ミケはうん、と頷くと、再び思案の格好になった。
「…問題は、場所ですが」
再び仲間に向き直り、考えを述べる。
「僕は、『なるべく人の多い』『閉鎖されない空間』…たとえば、この風花亭だとか真昼の月亭のような場所を指定するのがいいと思うんですよ」
「…根拠を訊いていいかな?」
ホームズの言葉に、そちらの方を向くミケ。
「人の出入りのある場所なら、いきなり派手なことはしないだろう…という理由です。簡単に言えば。

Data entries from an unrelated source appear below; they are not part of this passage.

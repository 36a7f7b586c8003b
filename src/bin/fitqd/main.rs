use clap::Parser;
mod cli;
mod server;

#[tokio::main]
async fn main() -> anyhow::Result<()> {
    let fitqd = cli::Fitqd::parse();
    tracing_subscriber::fmt()
        .with_max_level(fitqd.verbose.tracing_level_filter())
        .with_writer(std::io::stderr)
        .init();

    let config = fitq::config::load_config(fitqd.config.as_ref())?;
    server::run(config).await
}
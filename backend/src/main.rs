//! Backend entry-point: wires tracing, configuration, and the HTTP server.

use tracing::warn;
use tracing_subscriber::{fmt, EnvFilter};

use backend::outbound::persistence::{DbPool, PoolConfig};
use backend::server::{create_server, ServerConfig};

/// Application bootstrap.
#[actix_web::main]
async fn main() -> color_eyre::Result<()> {
    color_eyre::install()?;
    if let Err(e) = fmt()
        .with_env_filter(EnvFilter::from_default_env())
        .json()
        .try_init()
    {
        warn!(error = %e, "tracing init failed");
    }

    let mut config = ServerConfig::from_env()?;
    if let Some(database_url) = ServerConfig::database_url() {
        let pool = DbPool::new(PoolConfig::new(database_url)).await?;
        config = config.with_db_pool(pool);
    }

    create_server(config)?.await?;
    Ok(())
}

レヴィニアさんのあの気性です。顔を合わせた瞬間に、パフィさんに襲いかかるかもしれません。そんなときに、人目があれば、その抑止になると思うんです。落ち着いて話をさせるため、いきなり最終手段に出ないようにするために、そうしたほうがいいと思うのですが…」
ホームズは苦い顔をした。
「…無関係な一般の人までまぎぞえにするつもり?僕はそんなことは出来ないよ。出来るだけ人の少ない、開けたところの方がいいと思う。いつ戦いになるのかわからないというなら、なおさらね」
ミケも、眉をしかめて反論する。
「だからそのために、人の目に触れるところで、と言っているんです。目撃者があるかもしれないと思えばいきなり派手なこともしないでしょうし、目撃者が多ければ逃げることも難しくなります」
「…残念だけど、甘いと思うよ。赤竜族を使って村の人を皆殺しにするような人が、目撃者を皆殺しにして口封じ、ということだって考えられるでしょう」
ミケは微妙な齟齬に気づいて眉を寄せた。
「…待ってください。ホームズさんは誰のことについて言っているんですか?」
「もちろん、セラヴィのことだよ。赤竜族を使って、村を滅ぼした。そんな危険な人物を、罪もない普通の人たちの中で暴れさせるわけにはいかないよ」
ミケは言いたいことが伝わらないもどかしさに、苛々した様子で息をついた。
「そりゃ、僕らが人質にされようが、殺されようが、それは冒険者という職業上、覚悟の上ですが。僕は、むしろ、その場で戦いが起きないようにしたいんです。話を聞いた限りではパフィさんはレヴィニアさんに対して『怖がっている』と聞いています。積極的に攻撃は仕掛けてはこないでしょう。万が一仕掛けてくるにしても、顔の売れている占い師が町中で暴れることは、この先のことを考えても得策ではないでしょう。人目に付かないところこそ、危ないと思いますが?」
「一般市民の前だから、戦闘を回避できるとはと言い切れない。
残念だけど、僕の予知では偶然や奇跡に分類される、非常に少ない確率の未来まで見ることはできないんだ。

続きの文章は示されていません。